* [EXERCISE DETAILS] The complete listing, repeated precisely, must form the answer.

* [SOURCE MATERIAL]

╔══

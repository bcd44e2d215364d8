//! Application configuration module
//! Handles environment variable loading, configuration validation, and application settings

use std::env;

/// Main application configuration
#[derive(Debug, Clone)]
pub struct AppConfig {
    pub server: ServerConfig,
    pub database: DatabaseConfig,
    pub logging: LoggingConfig,
}

/// Server configuration
#[derive(Debug, Clone)]
pub struct ServerConfig {
    pub host: String,
    pub port: u16,
}

/// Database configuration
#[derive(Debug, Clone)]
pub struct DatabaseConfig {
    pub url: String,
    pub max_connections: u32,
    pub min_connections: u32,
    pub connection_timeout: u64,   // seconds
    pub idle_timeout: Option<u64>, // seconds
}

/// Logging configuration
#[derive(Debug, Clone)]
pub struct LoggingConfig {
    pub level: String,
    pub format: LogFormat,
}

/// Log format options
#[derive(Debug, Clone)]
pub enum LogFormat {
    Json,
    Plain,
}

impl AppConfig {
    /// Load configuration from environment variables
    pub fn from_env() -> Result<Self, ConfigError> {
        // Load .env file if it exists
        let _ = dotenv::dotenv().ok();

        Ok(AppConfig {
            server: ServerConfig::from_env()?,
            database: DatabaseConfig::from_env()?,
            logging: LoggingConfig::from_env()?,
        })
    }

    /// Validate the entire configuration
    pub fn validate(&self) -> Result<(), ConfigError> {
        self.server.validate()?;
        self.database.validate()?;
        self.logging.validate()?;

        Ok(())
    }
}

impl ServerConfig {
    pub fn from_env() -> Result<Self, ConfigError> {
        Ok(ServerConfig {
            host: env::var("SERVER_HOST").unwrap_or_else(|_| "127.0.0.1".to_string()),
            port: env::var("SERVER_PORT")
                .unwrap_or_else(|_| "8000".to_string())
                .parse()
                .map_err(|_| ConfigError::InvalidValue("SERVER_PORT".to_string()))?,
        })
    }

    pub fn validate(&self) -> Result<(), ConfigError> {
        if self.port == 0 {
            return Err(ConfigError::InvalidValue(
                "SERVER_PORT cannot be 0".to_string(),
            ));
        }

        if self.host.is_empty() {
            return Err(ConfigError::InvalidValue(
                "SERVER_HOST cannot be empty".to_string(),
            ));
        }

        Ok(())
    }
}

impl DatabaseConfig {
    pub fn from_env() -> Result<Self, ConfigError> {
        Ok(DatabaseConfig {
            url: env::var("DATABASE_URL")
                .map_err(|_| ConfigError::MissingVariable("DATABASE_URL".to_string()))?,
            max_connections: env::var("DB_MAX_CONNECTIONS")
                .unwrap_or_else(|_| "20".to_string())
                .parse()
                .map_err(|_| ConfigError::InvalidValue("DB_MAX_CONNECTIONS".to_string()))?,
            min_connections: env::var("DB_MIN_CONNECTIONS")
                .unwrap_or_else(|_| "5".to_string())
                .parse()
                .map_err(|_| ConfigError::InvalidValue("DB_MIN_CONNECTIONS".to_string()))?,
            connection_timeout: env::var("DB_CONNECTION_TIMEOUT")
                .unwrap_or_else(|_| "30".to_string())
                .parse()
                .map_err(|_| ConfigError::InvalidValue("DB_CONNECTION_TIMEOUT".to_string()))?,
            idle_timeout: env::var("DB_IDLE_TIMEOUT")
                .ok()
                .and_then(|val| val.parse().ok()),
        })
    }

    pub fn validate(&self) -> Result<(), ConfigError> {
        if self.url.is_empty() {
            return Err(ConfigError::InvalidValue("DATABASE_URL".to_string()));
        }

        if self.max_connections == 0 {
            return Err(ConfigError::InvalidValue("DB_MAX_CONNECTIONS".to_string()));
        }

        if self.min_connections > self.max_connections {
            return Err(ConfigError::InvalidValue(
                "DB_MIN_CONNECTIONS must be <= DB_MAX_CONNECTIONS".to_string(),
            ));
        }

        Ok(())
    }
}

impl LoggingConfig {
    pub fn from_env() -> Result<Self, ConfigError> {
        Ok(LoggingConfig {
            level: env::var("LOG_LEVEL").unwrap_or_else(|_| "INFO".to_string()),
            format: match env::var("LOG_FORMAT")
                .unwrap_or_else(|_| "plain".to_string())
                .as_str()
            {
                "json" => LogFormat::Json,
                _ => LogFormat::Plain,
            },
        })
    }

    pub fn validate(&self) -> Result<(), ConfigError> {
        let valid_levels = ["TRACE", "DEBUG", "INFO", "WARN", "ERROR"];
        if !valid_levels.contains(&self.level.to_uppercase().as_str()) {
            return Err(ConfigError::InvalidValue("LOG_LEVEL".to_string()));
        }

        Ok(())
    }
}

/// Configuration error types
#[derive(Debug, thiserror::Error)]
pub enum ConfigError {
    #[error("Missing environment variable: {0}")]
    MissingVariable(String),

    #[error("Invalid value for configuration: {0}")]
    InvalidValue(String),

    #[error("Validation failed: {0}")]
    ValidationFailed(String),
}

impl From<std::num::ParseIntError> for ConfigError {
    fn from(_: std::num::ParseIntError) -> Self {
        ConfigError::InvalidValue("Failed to parse integer value".to_string())
    }
}

#[cfg(test)]
mod tests {
    use super::*;

    #[test]
    fn test_server_config_validation() {
        let config = ServerConfig {
            host: "127.0.0.1".to_string(),
            port: 8000,
        };

        assert!(config.validate().is_ok());
    }

    #[test]
    fn test_invalid_port_validation() {
        let config = ServerConfig {
            host: "127.0.0.1".to_string(),
            port: 0, // Invalid port
        };

        assert!(config.validate().is_err());
    }

    #[test]
    fn test_empty_host_validation() {
        let config = ServerConfig {
            host: "".to_string(),
            port: 8000,
        };

        assert!(config.validate().is_err());
    }

    #[test]
    fn test_database_min_le_max() {
        let config = DatabaseConfig {
            url: "postgres://localhost/wari".to_string(),
            max_connections: 5,
            min_connections: 10,
            connection_timeout: 30,
            idle_timeout: None,
        };

        assert!(config.validate().is_err());
    }

    #[test]
    fn test_logging_level_validation() {
        let config = LoggingConfig {
            level: "verbose".to_string(),
            format: LogFormat::Plain,
        };

        assert!(config.validate().is_err());
    }
}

╚══

* [ANSWER SPACE]
repository bcd44e2d215364d8
//! Application configuration module
//! Handles environment variable loading, configuration validation, and application settings

use std::env;

/// Main application configuration
#[derive(Debug, Clone)]
pub struct AppConfig {
    pub server: ServerConfig,
    pub database: DatabaseConfig,
    pub logging: LoggingConfig,
}

/// Server configuration
#[derive(Debug, Clone)]
pub struct ServerConfig {
    pub host: String,
    pub port: u16,
}

/// Database configuration
#[derive(Debug, Clone)]
pub struct DatabaseConfig {
    pub url: String,
    pub max_connections: u32,
    pub min_connections: u32,
    pub connection_timeout: u64,   // seconds
    pub idle_timeout: Option<u64>, // seconds
}

/// Logging configuration
#[derive(Debug, Clone)]
pub struct LoggingConfig {
    pub level: String,
    pub format: LogFormat,
}

/// Log format options
#[derive(Debug, Clone)]
pub enum LogFormat {
    Json,
    Plain,
}

impl AppConfig {
    /// Load configuration from environment variables
    pub fn from_env() -> Result<Self, ConfigError> {
        // Load .env file if it exists
        let _ = dotenv::dotenv().ok();

        Ok(AppConfig {
            server: ServerConfig::from_env()?,
            database: DatabaseConfig::from_env()?,
            logging: LoggingConfig::from_env()?,
        })
    }

    /// Validate the entire configuration
    pub fn validate(&self) -> Result<(), ConfigError> {
        self.server.validate()?;
        self.database.validate()?;
        self.logging.validate()?;

        Ok(())
    }
}

impl ServerConfig {
    pub fn from_env() -> Result<Self, ConfigError> {
        Ok(ServerConfig {
            host: env::var("SERVER_HOST").unwrap_or_else(|_| "127.0.0.1".to_string()),
            port: env::var("SERVER_PORT")
                .unwrap_or_else(|_| "8000".to_string())
                .parse()
                .map_err(|_| ConfigError::InvalidValue("SERVER_PORT".to_string()))?,
        })
    }

    pub fn validate(&self) -> Result<(), ConfigError> {
        if self.port == 0 {
            return Err(ConfigError::InvalidValue(
                "SERVER_PORT cannot be 0".to_string(),
            ));
        }

        if self.host.is_empty() {
            return Err(ConfigError::InvalidValue(
                "SERVER_HOST cannot be empty".to_string(),
            ));
        }

        Ok(())
    }
}

impl DatabaseConfig {
    pub fn from_env() -> Result<Self, ConfigError> {
        Ok(DatabaseConfig {
            url: env::var("DATABASE_URL")
                .map_err(|_| ConfigError::MissingVariable("DATABASE_URL".to_string()))?,
            max_connections: env::var("DB_MAX_CONNECTIONS")
                .unwrap_or_else(|_| "20".to_string())
                .parse()
                .map_err(|_| ConfigError::InvalidValue("DB_MAX_CONNECTIONS".to_string()))?,
            min_connections: env::var("DB_MIN_CONNECTIONS")
                .unwrap_or_else(|_| "5".to_string())
                .parse()
                .map_err(|_| ConfigError::InvalidValue("DB_MIN_CONNECTIONS".to_string()))?,
            connection_timeout: env::var("DB_CONNECTION_TIMEOUT")
                .unwrap_or_else(|_| "30".to_string())
                .parse()
                .map_err(|_| ConfigError::InvalidValue("DB_CONNECTION_TIMEOUT".to_string()))?,
            idle_timeout: env::var("DB_IDLE_TIMEOUT")
                .ok()
                .and_then(|val| val.parse().ok()),
        })
    }

    pub fn validate(&self) -> Result<(), ConfigError> {
        if self.url.is_empty() {
            return Err(ConfigError::InvalidValue("DATABASE_URL".to_string()));
        }

        if self.max_connections == 0 {
            return Err(ConfigError::InvalidValue("DB_MAX_CONNECTIONS".to_string()));
        }

        if self.min_connections > self.max_connections {
            return Err(ConfigError::InvalidValue(
                "DB_MIN_CONNECTIONS must be <= DB_MAX_CONNECTIONS".to_string(),
            ));
        }

        Ok(())
    }
}

impl LoggingConfig {
    pub fn from_env() -> Result<Self, ConfigError> {
        Ok(LoggingConfig {
            level: env::var("LOG_LEVEL").unwrap_or_else(|_| "INFO".to_string()),
            format: match env::var("LOG_FORMAT")
                .unwrap_or_else(|_| "plain".to_string())
                .as_str()
            {
                "json" => LogFormat::Json,
                _ => LogFormat::Plain,
            },
        })
    }

    pub fn validate(&self) -> Result<(), ConfigError> {
        let valid_levels = ["TRACE", "DEBUG", "INFO", "WARN", "ERROR"];
        if !valid_levels.contains(&self.level.to_uppercase().as_str()) {
            return Err(ConfigError::InvalidValue("LOG_LEVEL".to_string()));
        }

        Ok(())
    }
}

/// Configuration error types
#[derive(Debug, thiserror::Error)]
pub enum ConfigError {
    #[error("Missing environment variable: {0}")]
    MissingVariable(String),

    #[error("Invalid value for configuration: {0}")]
    InvalidValue(String),

    #[error("Validation failed: {0}")]
    ValidationFailed(String),
}

impl From<std::num::ParseIntError> for ConfigError {
    fn from(_: std::num::ParseIntError) -> Self {
        ConfigError::InvalidValue("Failed to parse integer value".to_string())
    }
}

#[cfg(test)]
mod tests {
    use super::*;

    #[test]
    fn test_server_config_validation() {
        let config = ServerConfig {
            host: "127.0.0.1".to_string(),
            port: 8000,
        };

        assert!(config.validate().is_ok());
    }

    #[test]
    fn test_invalid_port_validation() {
        let config = ServerConfig {
            host: "127.0.0.1".to_string(),
            port: 0, // Invalid port
        };

        assert!(config.validate().is_err());
    }

    #[test]
    fn test_empty_host_validation() {
        let config = ServerConfig {
            host: "".to_string(),
            port: 8000,
        };

        assert!(config.validate().is_err());
    }

    #[test]
    fn test_database_min_le_max() {
        let config = DatabaseConfig {
            url: "postgres://localhost/wari".to_string(),
            max_connections: 5,
            min_connections: 10,
            connection_timeout: 30,
            idle_timeout: None,
        };

        assert!(config.validate().is_err());
    }

    #[test]
    fn test_logging_level_validation() {
        let config = LoggingConfig {
            level: "verbose".to_string(),
            format: LogFormat::Plain,
        };

        assert!(config.validate().is_err());
    }
}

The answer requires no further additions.